## Exhibit two subgroups which do not commute in Sym(4)

Fix any labeling of the vertices of a square and use this to identify $D_8$ as a subgroup of $S_4$. Prove that the subgroups $D_8$ and $\langle (1\ 2\ 3) \rangle$ do not commute in $S_4$.

We can label the vertices of a square as follows.

Now a 90 degree clockwise rotation corresponds to the permutation $(1\ 2\ 3\ 4)$ and a reflection across the (1,3) axis to $(2\ 4)$.

Now let $H = \langle (1\ 2\ 3\ 4), (2\ 4) \rangle$ and $K = \langle (1\ 2\ 3) \rangle$. If $HK = KH$, then in particular $(1\ 2\ 3\ 4)(1\ 2\ 3)(1\ 4\ 3\ 2) = (2\ 3\ 4) \in K$, a contradiction. So $HK \neq KH$.

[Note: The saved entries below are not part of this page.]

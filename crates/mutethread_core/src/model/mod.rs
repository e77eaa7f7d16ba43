//! Domain model for messages, addressing and mute decisions.
//!
//! # Responsibility
//! - Define canonical data structures used by core business logic.
//! - Keep the mute decision rule free of storage concerns.
//!
//! # Invariants
//! - Every stored message is identified by a stable `MessageId`.
//! - Tags are only ever added by the propagation core.

pub mod addressing;
pub mod message;
pub mod mute;
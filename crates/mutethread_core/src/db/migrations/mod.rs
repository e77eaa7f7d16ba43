//! SQLite migration registry and executor.
//!
//! `0001` creates the message store: one row per message with its thread
//! and reply link, plus the ordered raw headers. `0002` adds tag labels and
//! their links to messages. `0003` indexes every nearest parent reference so
//! late parents can relink their replies.
//!
//! # Responsibility
//! - Register schema migrations in strictly increasing order.
//! - Apply pending migrations atomically.
//!
//! # Invariants
//! - `version` values must remain monotonic.
//! - Applied migration version is mirrored to `PRAGMA user_version`.

use crate::db::{DbError, DbResult};
use rusqlite::Connection;

#[derive(Debug, Clone, Copy)]
struct Migration {
    version: u32,
    sql: &'static str,
}

const MIGRATIONS: &[Migration] = &[
    Migration {
        version: 1,
        sql: include_str!("0001_messages.sql"),
    },
    Migration {
        version: 2,
        sql: include_str!("0002_tags.sql"),
    },
    Migration {
        version: 3,
        sql: include_str!("0003_parent_ref_index.sql"),
    },
];

/// Returns the latest migration version known by this binary.
pub fn latest_version() -> u32 {
    MIGRATIONS.last().map_or(0, |migration| migration.version)
}

/// Applies all pending migrations on the provided connection.
pub fn apply_migrations(conn: &mut Connection) -> DbResult<()> {
    let current_version = current_user_version(conn)?;
    let latest = latest_version();

    if current_version > latest {
        return Err(DbError::UnsupportedSchemaVersion {
            db_version: current_version,
            latest_supported: latest,
        });
    }

    if current_version == latest {
        return Ok(());
    }

    let tx = conn.transaction()?;
    for migration in MIGRATIONS {
        if migration.version <= current_version {
            continue;
        }

        tx.execute_batch(migration.sql)?;
        tx.execute_batch(&format!("PRAGMA user_version = {};", migration.version))?;
    }
    tx.commit()?;

    Ok(())
}

/// Reads `PRAGMA user_version` from the connection.
pub fn current_user_version(conn: &Connection) -> DbResult<u32> {
    let version = conn.query_row("PRAGMA user_version;", [], |row| row.get::<_, u32>(0))?;
    Ok(version)
}

impl MessageStore for SqliteMessageStore<'_> {
    fn query(&self, query_string: &str) -> RepoResult<ThreadQuery> {
        ThreadQuery::parse(query_string)
    }

    fn search_roots(&self, query: ThreadQuery) -> RepoResult<Vec<MessageId>> {
        let query = query.into_query();
        let mut binds = Vec::new();
        let having = query
            .conjuncts()
            .into_iter()
            .map(|conjunct| {
                format!(
                    "MAX(CASE WHEN {} THEN 1 ELSE 0 END) = 1",
                    compile_predicate(conjunct, "m", &mut binds)
                )
            })
            .collect::<Vec<_>>()
            .join(" AND ");
        let sql = format!(
            "SELECT r.thread_id, r.uuid
             FROM messages r
             WHERE r.parent_uuid IS NULL
               AND r.thread_id IN (
                 SELECT m.thread_id
                 FROM messages m
                 GROUP BY m.thread_id
                 HAVING {having}
               )
             ORDER BY r.date ASC, r.rowid ASC;"
        );

        let mut stmt = self.conn.prepare(&sql)?;
        let mut rows = stmt.query(params_from_iter(binds))?;
        let mut seen_threads = HashSet::new();
        let mut roots = Vec::new();
        while let Some(row) = rows.next()? {
            let thread_id: String = row.get(0)?;
            let uuid: String = row.get(1)?;
            if seen_threads.insert(thread_id) {
                roots.push(parse_uuid(&uuid)?);
            }
        }
        Ok(roots)
    }

    fn tags(&self, id: MessageId) -> RepoResult<BTreeSet<String>> {
        self.ensure_message_exists(id)?;
        let mut stmt = self.conn.prepare(
            "SELECT t.name
             FROM message_tags mt
             INNER JOIN tags t ON t.id = mt.tag_id
             WHERE mt.message_uuid = ?1;",
        )?;
        let mut rows = stmt.query([id.to_string()])?;
        let mut tags = BTreeSet::new();
        while let Some(row) = rows.next()? {
            tags.insert(row.get::<_, String>(0)?);
        }
        Ok(tags)
    }

    fn add_tag(&self, id: MessageId, label: &str) -> RepoResult<()> {
        validate_tag(label)?;
        self.ensure_message_exists(id)?;
        insert_tag_link(self.conn, id, label)
    }

    fn header(&self, id: MessageId, name: &str) -> RepoResult<String> {
        self.ensure_message_exists(id)?;
        let mut stmt = self.conn.prepare(
            "SELECT value
             FROM message_headers
             WHERE message_uuid = ?1
               AND name = ?2
             ORDER BY position ASC;",
        )?;
        let mut rows = stmt.query(params![id.to_string(), name])?;
        let mut values = Vec::new();
        while let Some(row) = rows.next()? {
            values.push(row.get::<_, String>(0)?);
        }
        Ok(values.join(", "))
    }

    fn replies(&self, id: MessageId) -> RepoResult<Vec<MessageId>> {
        self.ensure_message_exists(id)?;
        collect_ids(
            self.conn,
            "SELECT uuid
             FROM messages
             WHERE parent_uuid = ?
             ORDER BY date ASC, rowid ASC;",
            vec![Value::Text(id.to_string())],
        )
    }
}

/// Rejects empty tag labels and labels with surrounding whitespace.
///
/// Labels are stored verbatim.
pub fn validate_tag(tag: &str) -> RepoResult<()> {
    if tag.is_empty() || tag.trim() != tag {
        return Err(RepoError::InvalidTag(tag.to_string()));
    }
    Ok(())
}

fn insert_tag_link(conn: &Connection, id: MessageId, tag: &str) -> RepoResult<()> {
    conn.execute("INSERT OR IGNORE INTO tags (name) VALUES (?1);", [tag])?;
    conn.execute(
        "INSERT OR IGNORE INTO message_tags (message_uuid, tag_id)
         SELECT ?1, id
         FROM tags
         WHERE name = ?2;",
        params![id.to_string(), tag],
    )?;
    Ok(())
}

A typo in the last sentence. $HK \neq KH$.
And I have a question. I thought the problem was asking that the elements of $D_8$ and $\langle (1\ 2\ 3) \rangle$ commute, i.e. $xy=yx$ for all $x \in D_8$ and $y \in \langle (1\ 2\ 3) \rangle$, which is different from that $HK=KH$
About the question, I remember being unsure about how to interpret this exercise (D&F, 3.2 #13). The original asks whether the ‘elements’ of $D_8$ and $\langle (1\ 2\ 3) \rangle$ commute, which I interpret to mean that the subgroups commute, rather than that the elements commute pairwise. That is, $A$ and $B$ commute if for all $a \in A$ and $b \in B$, there is some element $a^\prime$ of $A$ such that $ab = ba^\prime$.